INSTRUCTIONS FOR THE TASK: Return every line from the records below in which the word "timeout" is found.

EXERCISE DATA:
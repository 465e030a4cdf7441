use anyhow::{Context, Result, anyhow};
use chrono::NaiveDate;
use std::path::{Path, PathBuf};
use std::time::Duration;

use crate::error::AdapterError;

pub const DEFAULT_METEOMATICS_URL: &str = "https://api.meteomatics.com";
pub const DEFAULT_POWER_URL: &str = "https://power.larc.nasa.gov";

/// Basic-auth credentials for the weather provider.
#[derive(Clone, PartialEq, Eq)]
pub struct Credentials {
    pub username: String,
    pub password: String,
    /// Last day the account is valid, if known.
    pub valid_until: Option<NaiveDate>,
}

impl std::fmt::Debug for Credentials {
    fn fmt(&self, f: &mut std::fmt::Formatter<'_>) -> std::fmt::Result {
        f.debug_struct("Credentials")
            .field("username", &self.username)
            .field("password", &"***")
            .field("valid_until", &self.valid_until)
            .finish()
    }
}

impl Credentials {
    pub fn new(username: impl Into<String>, password: impl Into<String>) -> Self {
        Self {
            username: username.into(),
            password: password.into(),
            valid_until: None,
        }
    }

    pub fn with_valid_until(mut self, date: NaiveDate) -> Self {
        self.valid_until = Some(date);
        self
    }

    pub fn days_remaining(&self, today: NaiveDate) -> Option<i64> {
        self.valid_until.map(|d| (d - today).num_days())
    }

    pub fn is_expired(&self, today: NaiveDate) -> bool {
        self.valid_until.is_some_and(|d| today > d)
    }
}

/// Retry and timeout policy for the adaptive fetch loop.
#[derive(Debug, Clone, PartialEq)]
pub struct FetchConfig {
    /// Retries after the first attempt for 5xx and network failures.
    pub retry_max: usize,
    /// Delay before the first retry; doubled for every further retry.
    pub base_delay: Duration,
    pub max_delay: Duration,
    pub timeout: Duration,
}

impl Default for FetchConfig {
    fn default() -> Self {
        Self {
            retry_max: 3,
            base_delay: Duration::from_millis(500),
            max_delay: Duration::from_secs(10),
            timeout: Duration::from_secs(60),
        }
    }
}

/// Credentials plus the provider endpoint they belong to.
#[derive(Debug, Clone)]
pub struct ProviderConfig {
    pub url: String,
    pub credentials: Credentials,
}

#[derive(Debug, Default)]
struct RcConfig {
    url: Option<String>,
    username: Option<String>,
    password: Option<String>,
    valid_until: Option<String>,
}

/// Loads Meteomatics credentials using (in order of precedence):
/// - explicit `username`/`password` arguments
/// - environment variables `METEOMATICS_USERNAME` / `METEOMATICS_PASSWORD`
/// - config file from `METEOMATICS_RC` or `.meteomaticsrc`
pub fn load_credentials(
    username: Option<String>,
    password: Option<String>,
) -> crate::error::Result<ProviderConfig> {
    let env = |name: &str| std::env::var(name).ok();
    load_config_from(username, password, &env, &rc_candidates(&env))
}

pub(crate) fn load_config_from(
    username: Option<String>,
    password: Option<String>,
    env: &dyn Fn(&str) -> Option<String>,
    rc_candidates: &[PathBuf],
) -> crate::error::Result<ProviderConfig> {
    let mut username = username.or_else(|| env("METEOMATICS_USERNAME"));
    let mut password = password.or_else(|| env("METEOMATICS_PASSWORD"));
    let mut url = env("METEOMATICS_URL");
    let mut valid_until = env("METEOMATICS_VALID_UNTIL");

    if username.is_none() || password.is_none() || url.is_none() || valid_until.is_none() {
        for rc_path in rc_candidates {
            if rc_path.exists() {
                let cfg = read_rc(rc_path).with_context(|| {
                    format!("failed to read configuration file {}", rc_path.display())
                })?;
                log::debug!("loaded provider configuration from {}", rc_path.display());

                username = username.or(cfg.username);
                password = password.or(cfg.password);
                url = url.or(cfg.url);
                valid_until = valid_until.or(cfg.valid_until);
                break;
            }
        }
    }

    let searched = || {
        if rc_candidates.is_empty() {
            "create .meteomaticsrc".to_string()
        } else {
            format!(
                "or put it in one of: {}",
                rc_candidates
                    .iter()
                    .map(|p| p.display().to_string())
                    .collect::<Vec<_>>()
                    .join(", ")
            )
        }
    };

    let Some(username) = username else {
        return Err(AdapterError::CredentialsMissing(format!(
            "Missing configuration: username (set METEOMATICS_USERNAME {})",
            searched()
        )));
    };
    let Some(password) = password else {
        return Err(AdapterError::CredentialsMissing(format!(
            "Missing configuration: password (set METEOMATICS_PASSWORD {})",
            searched()
        )));
    };

    let valid_until = match valid_until {
        Some(v) => Some(
            NaiveDate::parse_from_str(v.trim(), "%Y-%m-%d")
                .with_context(|| format!("invalid valid_until date `{}` (expected YYYY-MM-DD)", v))?,
        ),
        None => None,
    };

    Ok(ProviderConfig {
        url: url.unwrap_or_else(|| DEFAULT_METEOMATICS_URL.to_string()),
        credentials: Credentials {
            username,
            password,
            valid_until,
        },
    })
}

fn read_rc(path: &Path) -> Result<RcConfig> {
    let text = std::fs::read_to_string(path)?;
    let mut cfg = RcConfig::default();

    // Support formatting where `password:` is on one line and the value is on the next line.
    let mut pending_key: Option<&str> = None;

    for raw in text.lines() {
        let line = raw.trim();
        if line.is_empty() || line.starts_with('#') {
            continue;
        }

        if let Some(pk) = pending_key.take() {
            if !line.contains(':') {
                cfg.set(pk, strip_quotes(line));
                continue;
            }
        }

        if let Some((k, v)) = line.split_once(':') {
            let k = k.trim();
            let v = strip_quotes(v.trim());
            match k {
                "url" | "username" | "password" | "valid_until" => {
                    if v.is_empty() {
                        pending_key = Some(match k {
                            "url" => "url",
                            "username" => "username",
                            "password" => "password",
                            _ => "valid_until",
                        });
                    } else {
                        cfg.set(k, v);
                    }
                }
                other => log::debug!("ignoring unknown key `{}` in {}", other, path.display()),
            }
        }
    }

    if cfg.username.is_none() && cfg.password.is_none() && cfg.url.is_none() {
        return Err(anyhow!("no recognised keys (url, username, password, valid_until)"));
    }

    Ok(cfg)
}

impl RcConfig {
    fn set(&mut self, key: &str, value: &str) {
        let value = Some(value.to_string());
        match key {
            "url" => self.url = value,
            "username" => self.username = value,
            "password" => self.password = value,
            "valid_until" => self.valid_until = value,
            _ => {}
        }
    }
}

fn strip_quotes(s: &str) -> &str {
    let s = s.trim();
    if (s.starts_with('"') && s.ends_with('"') && s.len() >= 2)
        || (s.starts_with('\'') && s.ends_with('\'') && s.len() >= 2)
    {
        &s[1..s.len() - 1]
    } else {
        s
    }
}

fn rc_candidates(env: &dyn Fn(&str) -> Option<String>) -> Vec<PathBuf> {
    // 1) METEOMATICS_RC (explicit)
    // 2) ./.meteomaticsrc
    // 3) ~/.meteomaticsrc
    if let Some(p) = env("METEOMATICS_RC") {
        return vec![PathBuf::from(p)];
    }

    let mut v = Vec::new();
    if let Ok(cwd) = std::env::current_dir() {
        v.push(cwd.join(".meteomaticsrc"));
    }
    if let Some(home) = dirs::home_dir() {
        v.push(home.join(".meteomaticsrc"));
    }
    v
}
//! Provider URL construction.
//!
//! Meteomatics encodes the whole query in the path:
//! `<base>/<time>/<p1,p2,...>/<lat,lon>/json`. The time segment is written in
//! the provider's own grammar (`2025-07-01T00:00:00Z--2025-07-02T00:00:00Z:PT1H`)
//! and its separators must reach the server literally; parameter tokens are
//! percent-encoded except for the `:` that introduces a unit.

use chrono::{DateTime, TimeDelta, Utc};
use percent_encoding::{AsciiSet, NON_ALPHANUMERIC, utf8_percent_encode};

use crate::catalog::UNIT_SEPARATOR;
use crate::error::{AdapterError, Result};
use crate::query::{Coordinates, Location, TimeSpec};

// Structural characters of ISO 8601 instants, ranges (`--`, `/`) and periods.
const TIME_SAFE: &AsciiSet = &NON_ALPHANUMERIC
    .remove(b':')
    .remove(b'-')
    .remove(b'+')
    .remove(b'.')
    .remove(b'/')
    .remove(b',')
    .remove(b'_');

// Parameter tokens keep `-`, `_`, `.` and the unit separator unescaped.
const PARAM_SAFE: &AsciiSet = &NON_ALPHANUMERIC
    .remove(b'-')
    .remove(b'_')
    .remove(b'.')
    .remove(UNIT_SEPARATOR as u8);

pub(crate) fn format_instant(t: &DateTime<Utc>) -> String {
    t.format("%Y-%m-%dT%H:%M:%SZ").to_string()
}

/// ISO 8601 period for a positive interval, using the coarsest exact unit.
pub(crate) fn iso_period(interval: TimeDelta) -> String {
    let minutes = interval.num_minutes();
    if interval.num_seconds() % 60 != 0 || minutes <= 0 {
        format!("PT{}S", interval.num_seconds().max(1))
    } else if minutes % 1440 == 0 {
        format!("P{}D", minutes / 1440)
    } else if minutes % 60 == 0 {
        format!("PT{}H", minutes / 60)
    } else {
        format!("PT{}M", minutes)
    }
}

/// Serialises a time specification into the Meteomatics path grammar.
pub fn meteomatics_time(time: &TimeSpec) -> Result<String> {
    time.validate()?;
    Ok(match time {
        TimeSpec::Instant(t) => format_instant(t),
        TimeSpec::Range {
            start,
            end,
            interval,
        } => format!(
            "{}--{}:{}",
            format_instant(start),
            format_instant(end),
            iso_period(*interval)
        ),
        TimeSpec::Raw(s) => s.trim().to_string(),
    })
}

fn encode_time(time: &str) -> String {
    utf8_percent_encode(time, TIME_SAFE).to_string()
}

fn encode_parameters(codes: &[String]) -> String {
    codes
        .iter()
        .map(|c| utf8_percent_encode(c.trim(), PARAM_SAFE).to_string())
        .collect::<Vec<_>>()
        .join(",")
}

fn location_segment(l: &Location) -> String {
    format!("{},{}", l.lat(), l.lon())
}

pub(crate) fn coordinates_segment(coords: &Coordinates) -> Result<String> {
    match coords {
        Coordinates::Point(l) => Ok(location_segment(l)),
        Coordinates::Points(ls) => {
            if ls.is_empty() {
                return Err(AdapterError::MissingArgument("coordinates"));
            }
            Ok(ls.iter().map(location_segment).collect::<Vec<_>>().join("+"))
        }
        Coordinates::BoundingBox {
            north,
            west,
            south,
            east,
            res_lat,
            res_lon,
        } => Ok(format!(
            "{},{}_{},{}:{},{}",
            north, west, south, east, res_lat, res_lon
        )),
    }
}

/// Builds `<base>/<time>/<codes>/<coordinates>/json`.
///
/// Fails with [`AdapterError::MissingArgument`] when any part is empty, before
/// anything is sent.
pub fn build_meteomatics_url(
    base: &str,
    time: &TimeSpec,
    codes: &[String],
    coordinates: &Coordinates,
) -> Result<String> {
    let time = meteomatics_time(time)?;
    if time.is_empty() {
        return Err(AdapterError::MissingArgument("time"));
    }
    if codes.iter().all(|c| c.trim().is_empty()) {
        return Err(AdapterError::MissingArgument("parameters"));
    }
    let coordinates = coordinates_segment(coordinates)?;

    Ok(format!(
        "{}/{}/{}/{}/json",
        base.trim_end_matches('/'),
        encode_time(&time),
        encode_parameters(codes),
        coordinates
    ))
}

#[derive(Debug, Clone, Copy, PartialEq, Eq)]
pub enum Resolution {
    Daily,
    Hourly,
}

impl Resolution {
    fn path(&self) -> &'static str {
        match self {
            Resolution::Daily => "daily",
            Resolution::Hourly => "hourly",
        }
    }

    fn format(&self, t: &DateTime<Utc>) -> String {
        match self {
            Resolution::Daily => t.format("%Y%m%d").to_string(),
            Resolution::Hourly => t.format("%Y%m%d%H").to_string(),
        }
    }

    pub fn interval_minutes(&self) -> i64 {
        match self {
            Resolution::Daily => 1440,
            Resolution::Hourly => 60,
        }
    }
}

/// NASA POWER user community; selects unit conventions on the server side.
#[derive(Debug, Clone, Copy, PartialEq, Eq, Default)]
pub enum Community {
    Ag,
    #[default]
    Re,
    Sb,
}

impl Community {
    fn code(&self) -> &'static str {
        match self {
            Community::Ag => "AG",
            Community::Re => "RE",
            Community::Sb => "SB",
        }
    }
}

/// Builds a NASA POWER temporal point query.
pub fn build_power_url(
    base: &str,
    resolution: Resolution,
    community: Community,
    time: &TimeSpec,
    codes: &[String],
    location: &Location,
) -> Result<String> {
    time.validate()?;
    let (start, end) = time.bounds().ok_or_else(|| AdapterError::InvalidArgument {
        name: "time",
        reason: "NASA POWER needs a structured instant or range, not a raw time string"
            .to_string(),
    })?;
    if codes.iter().all(|c| c.trim().is_empty()) {
        return Err(AdapterError::MissingArgument("parameters"));
    }

    Ok(format!(
        "{}/api/temporal/{}/point?parameters={}&community={}&start={}&end={}&latitude={}&longitude={}&format=JSON",
        base.trim_end_matches('/'),
        resolution.path(),
        encode_parameters(codes),
        community.code(),
        resolution.format(&start),
        resolution.format(&end),
        location.lat(),
        location.lon()
    ))
}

WRITTEN SOLUTION:
/// Retry and timeout policy for the adaptive fetch loop.
    pub timeout: Duration,
            timeout: Duration::from_secs(60),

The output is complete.